- _DATA EXTRACT_
*** Block opens ***
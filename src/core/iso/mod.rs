// SPDX-License-Identifier: Apache-2.0
// Copyright 2025 itsakeyfut
//
// Licensed under the Apache License, Version 2.0 (the "License");
// you may not use this file except in compliance with the License.
// You may obtain a copy of the License at
//
//     http://www.apache.org/licenses/LICENSE-2.0
//
// Unless required by applicable law or agreed to in writing, software
// distributed under the License is distributed on an "AS IS" BASIS,
// WITHOUT WARRANTIES OR CONDITIONS OF ANY KIND, either express or implied.
// See the License for the specific language governing permissions and
// limitations under the License.

//! ISO9660 file system layer
//!
//! [`IsoFs`] owns a [`CdDriver`] and caches what it has parsed from the
//! disc: the primary volume descriptor, the path table and the extent of
//! the last directory looked up. The descriptor and path table are read
//! on first use and again after a media change; the directory cache holds
//! a single entry.
//!
//! Every file system operation returns a [`Result`] and also records an
//! [`IsoError`] code, available from [`IsoFs::last_error`].
//!
//! # Example
//!
//! ```
//! use psrx_cdfs::core::cdrom::CdDriver;
//! use psrx_cdfs::core::config::DriverConfig;
//! use psrx_cdfs::core::iso::IsoFs;
//! use psrx_cdfs::core::sim::{IsoBuilder, SimDrive};
//!
//! let iso = IsoBuilder::new()
//!     .volume_id("DEMO")
//!     .file("DATA/LEVEL1.BIN", vec![7; 5000])
//!     .build();
//! let mut cd = CdDriver::new(SimDrive::with_disc(iso.into_disc()), DriverConfig::default());
//! cd.init()?;
//!
//! let mut fs = IsoFs::new(cd);
//! assert_eq!(fs.volume_label()?, "DEMO");
//! let file = fs.search_file("cdrom:\\DATA\\LEVEL1.BIN;1")?;
//! assert_eq!(file.size, 5000);
//! assert_eq!(fs.read_file(&file)?, vec![7; 5000]);
//! # Ok::<(), psrx_cdfs::CdRomError>(())
//! ```

mod dir;
mod path;
mod records;
mod session;

pub use dir::{CdDir, CdFile};
pub use path::{normalize_dir, split_file_path};
pub use records::{
    decode_datetime, is_volume_descriptor, DirectoryRecord, FileFlags, PathTable, PathTableEntry,
    VolumeDescriptor, ISO_SIGNATURE,
};

use crate::core::cdrom::{CdBus, CdDriver, Command, ModeFlags, StatusFlags, SECTOR_SIZE};
use crate::core::error::{CdRomError, IsoError, Result};

/// Error code of an INT5 caused by an open lid
const ERR_DOOR_OPEN: u8 = 0x08;

/// LBA of the primary volume descriptor, relative to the session start
const DESCRIPTOR_LBA: i32 = 16;

/// Cached directory extent
#[derive(Debug)]
struct DirCache {
    lba: u32,
    /// Size recorded in the `.` record
    len: usize,
    data: Vec<u8>,
}

impl DirCache {
    fn records(&self) -> &[u8] {
        &self.data[..self.len.min(self.data.len())]
    }
}

/// ISO9660 file system on top of a CD-ROM driver
pub struct IsoFs<B: CdBus> {
    cd: CdDriver<B>,
    descriptor: Option<VolumeDescriptor>,
    path_table: PathTable,
    dir_cache: Option<DirCache>,
    session_offset: i32,
    needs_reparse: bool,
    last_error: IsoError,
}

impl<B: CdBus> IsoFs<B> {
    /// Create a file system view over an initialized driver
    ///
    /// Nothing is read until the first operation.
    pub fn new(cd: CdDriver<B>) -> Self {
        Self {
            cd,
            descriptor: None,
            path_table: PathTable::default(),
            dir_cache: None,
            session_offset: 0,
            needs_reparse: true,
            last_error: IsoError::Okay,
        }
    }

    /// Outcome of the last file system operation
    pub fn last_error(&self) -> IsoError {
        self.last_error
    }

    /// LBA of the session the file system is rooted at
    pub fn session_offset(&self) -> i32 {
        self.session_offset
    }

    /// Force the descriptor and path table to be read again on next access
    pub fn invalidate(&mut self) {
        log::debug!("ISO: file system cache invalidated");
        self.needs_reparse = true;
        self.dir_cache = None;
    }

    /// Driver the file system reads through
    pub fn driver(&self) -> &CdDriver<B> {
        &self.cd
    }

    /// Mutable access to the driver
    pub fn driver_mut(&mut self) -> &mut CdDriver<B> {
        &mut self.cd
    }

    /// Give the driver back
    pub fn into_driver(self) -> CdDriver<B> {
        self.cd
    }

    /// Parsed primary volume descriptor, if any
    pub fn descriptor(&self) -> Option<&VolumeDescriptor> {
        self.descriptor.as_ref()
    }

    /// Parsed path table (empty before the first parse)
    pub fn path_table(&self) -> &PathTable {
        &self.path_table
    }

    fn record<T>(&mut self, result: Result<T>) -> Result<T> {
        self.last_error = match &result {
            Ok(_) => IsoError::Okay,
            Err(e) => IsoError::from(e),
        };
        result
    }

    /// Read the volume descriptor and path table of the session at `session_offset`
    ///
    /// Does nothing if they are already cached for that offset and the
    /// media has not changed.
    ///
    /// # Returns
    ///
    /// - `Err(CdRomError::LidOpen)` if the lid is still open
    /// - `Err(CdRomError::SeekError)` or `Err(CdRomError::ReadError)` on I/O failure
    /// - `Err(CdRomError::InvalidFilesystem)` if no `CD001` descriptor is found
    pub fn read_volume_descriptor(&mut self, session_offset: i32) -> Result<()> {
        let result = self.load_descriptor(Some(session_offset));
        self.record(result)
    }

    /// Lid check with two status polls
    ///
    /// A shell open bit that clears on the second poll means the lid was
    /// opened and closed since the last access; the driver then reports a
    /// media change.
    fn check_lid(&mut self) -> Result<()> {
        self.cd.control(Command::Nop, None)?;
        if !self.cd.status().contains(StatusFlags::SHELL_OPEN) {
            return Ok(());
        }
        self.cd.control(Command::Nop, None)?;
        if self.cd.status().contains(StatusFlags::SHELL_OPEN) {
            log::warn!("ISO: lid is still open");
            return Err(CdRomError::LidOpen);
        }
        Ok(())
    }

    /// Make sure the descriptor is loaded
    ///
    /// `None` keeps the current session, unless the media changed, which
    /// roots the file system at the first session again.
    fn load_descriptor(&mut self, requested: Option<i32>) -> Result<()> {
        if !self.cd.media_changed() {
            self.check_lid()?;
        }
        let media_changed = self.cd.media_changed();

        let offset = match requested {
            Some(offset) => offset,
            None if media_changed => 0,
            None => self.session_offset,
        };
        let stale = media_changed
            || self.needs_reparse
            || self.descriptor.is_none()
            || offset != self.session_offset;
        if !stale {
            return Ok(());
        }
        self.parse(offset)
    }

    fn parse(&mut self, offset: i32) -> Result<()> {
        log::info!("ISO: parsing file system at LBA {}", DESCRIPTOR_LBA + offset);
        self.descriptor = None;
        self.path_table = PathTable::default();
        self.dir_cache = None;

        let sector = self.read_fs_sectors(DESCRIPTOR_LBA + offset, 1)?;
        let descriptor = VolumeDescriptor::parse(&sector).inspect_err(|_| {
            log::warn!("ISO: no ISO9660 file system at LBA {}", DESCRIPTOR_LBA + offset)
        })?;

        let size = descriptor.path_table_size() as usize;
        let lba = descriptor.path_table_lba();
        log::debug!("ISO: path table at LBA {}, {} bytes", lba, size);
        if size == 0 {
            return Err(CdRomError::InvalidFilesystem);
        }
        let table = self.read_fs_sectors(lba as i32, size.div_ceil(SECTOR_SIZE))?;
        let path_table = PathTable::parse(&table[..size.min(table.len())])?;

        log::info!(
            "ISO: volume \"{}\", {} sectors, {} directories",
            descriptor.volume_label(),
            descriptor.volume_space_size(),
            path_table.len()
        );
        self.descriptor = Some(descriptor);
        self.path_table = path_table;
        self.session_offset = offset;
        self.needs_reparse = false;
        self.cd.acknowledge_media_change();
        Ok(())
    }

    /// Read file system sectors with the configured retry budget
    fn read_fs_sectors(&mut self, lba: i32, count: usize) -> Result<Vec<u8>> {
        let attempts = self.cd.config().read_attempts;
        self.cd
            .read_sectors(lba, count, ModeFlags::SPEED, attempts)
            .map_err(|e| match e {
                CdRomError::CommandError { code, status, .. }
                    if code == ERR_DOOR_OPEN
                        || StatusFlags::from_bits_retain(status).contains(StatusFlags::SHELL_OPEN) =>
                {
                    CdRomError::LidOpen
                }
                CdRomError::SeekError | CdRomError::ReadError { .. } | CdRomError::LidOpen => e,
                other => {
                    log::warn!("ISO: read of LBA {} failed: {}", lba, other);
                    CdRomError::ReadError { attempts }
                }
            })
    }

    /// Load the directory extent at `lba` into the cache
    ///
    /// A cache hit reads nothing. Otherwise the first sector is read to
    /// learn the extent size from the `.` record, then the whole extent if
    /// it is larger than a sector.
    fn read_directory(&mut self, lba: u32) -> Result<()> {
        if self.dir_cache.as_ref().is_some_and(|c| c.lba == lba) {
            return Ok(());
        }
        self.dir_cache = None;

        let first = self.read_fs_sectors(lba as i32, 1)?;
        let dot = DirectoryRecord::parse(&first).ok_or(CdRomError::InvalidFilesystem)?;
        let len = dot.size as usize;
        log::debug!("ISO: directory at LBA {}, {} bytes", lba, len);

        let data = if len > SECTOR_SIZE {
            self.read_fs_sectors(lba as i32, len.div_ceil(SECTOR_SIZE))?
        } else {
            first
        };
        self.dir_cache = Some(DirCache { lba, len, data });
        Ok(())
    }

    /// Find a directory in the path table and load its extent
    ///
    /// # Returns
    ///
    /// The 1-based path table index of the directory
    fn enter_dir(&mut self, dir: &str) -> Result<usize> {
        let (index, lba) = self
            .path_table
            .find(dir)
            .map(|(index, entry)| (index, entry.lba))
            .ok_or_else(|| {
                log::debug!("ISO: directory {} not found", dir);
                CdRomError::NotFound(dir.to_string())
            })?;
        self.read_directory(lba)?;
        Ok(index)
    }

    /// Locate a file
    ///
    /// `path` may use `/` or `\`, may start with `cdrom:` and is not case
    /// sensitive; `;1` is appended to the name if it has no version.
    /// Subdirectories are not matched.
    ///
    /// # Returns
    ///
    /// - `Ok(file)` with the position and size of the file
    /// - `Err(CdRomError::NotFound)` if the directory or the file does not exist
    pub fn search_file(&mut self, path: &str) -> Result<CdFile> {
        let result = self.search_file_inner(path);
        self.record(result)
    }

    fn search_file_inner(&mut self, path: &str) -> Result<CdFile> {
        self.load_descriptor(None)?;
        let (dir, name) = split_file_path(path)?;
        self.enter_dir(&dir)?;

        let cache = self
            .dir_cache
            .as_ref()
            .ok_or(CdRomError::InvalidFilesystem)?;
        let records = cache.records();
        let mut pos = 0;
        while let Some(record) = dir::next_record(records, records.len(), &mut pos) {
            if record.is_dir() {
                continue;
            }
            if record.name.eq_ignore_ascii_case(name.as_bytes()) {
                log::debug!("ISO: {} at LBA {}, {} bytes", path, record.extent, record.size);
                return Ok(CdFile::from_record(&record));
            }
        }
        log::debug!("ISO: {} not found in {}", name, dir);
        Err(CdRomError::NotFound(path.to_string()))
    }

    /// Open a directory for iteration
    ///
    /// The returned [`CdDir`] owns a copy of the extent.
    pub fn open_dir(&mut self, path: &str) -> Result<CdDir> {
        let result = self.open_dir_inner(path);
        self.record(result)
    }

    fn open_dir_inner(&mut self, path: &str) -> Result<CdDir> {
        self.load_descriptor(None)?;
        let dir = normalize_dir(path);
        let index = self.enter_dir(&dir)?;
        let cache = self
            .dir_cache
            .as_ref()
            .ok_or(CdRomError::InvalidFilesystem)?;
        Ok(CdDir::new(cache.records().to_vec(), index == 1))
    }

    /// Volume label with trailing spaces removed
    pub fn volume_label(&mut self) -> Result<String> {
        let result = self.load_descriptor(None).and_then(|_| {
            self.descriptor
                .as_ref()
                .map(VolumeDescriptor::volume_label)
                .ok_or(CdRomError::InvalidFilesystem)
        });
        self.record(result)
    }

    /// Read the whole contents of a file
    pub fn read_file(&mut self, file: &CdFile) -> Result<Vec<u8>> {
        if file.size == 0 {
            return Ok(Vec::new());
        }
        let result = self.read_fs_sectors(file.lba(), file.sectors());
        let mut data = self.record(result)?;
        data.truncate(file.size as usize);
        Ok(data)
    }
}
*** Block closes ***
- _WHAT TO DO_
Please restate, word for word, the lines of the entries that run from the first line through the one holding "express or implied.", and add nothing.

- _REPLY_
filename src/core/iso/mod.rs
// SPDX-License-Identifier: Apache-2.0
// Copyright 2025 itsakeyfut
//
// Licensed under the Apache License, Version 2.0 (the "License");
// you may not use this file except in compliance with the License.
// You may obtain a copy of the License at
//
//     http://www.apache.org/licenses/LICENSE-2.0
//
// Unless required by applicable law or agreed to in writing, software
// distributed under the License is distributed on an "AS IS" BASIS,
// WITHOUT WARRANTIES OR CONDITIONS OF ANY KIND, either express or implied.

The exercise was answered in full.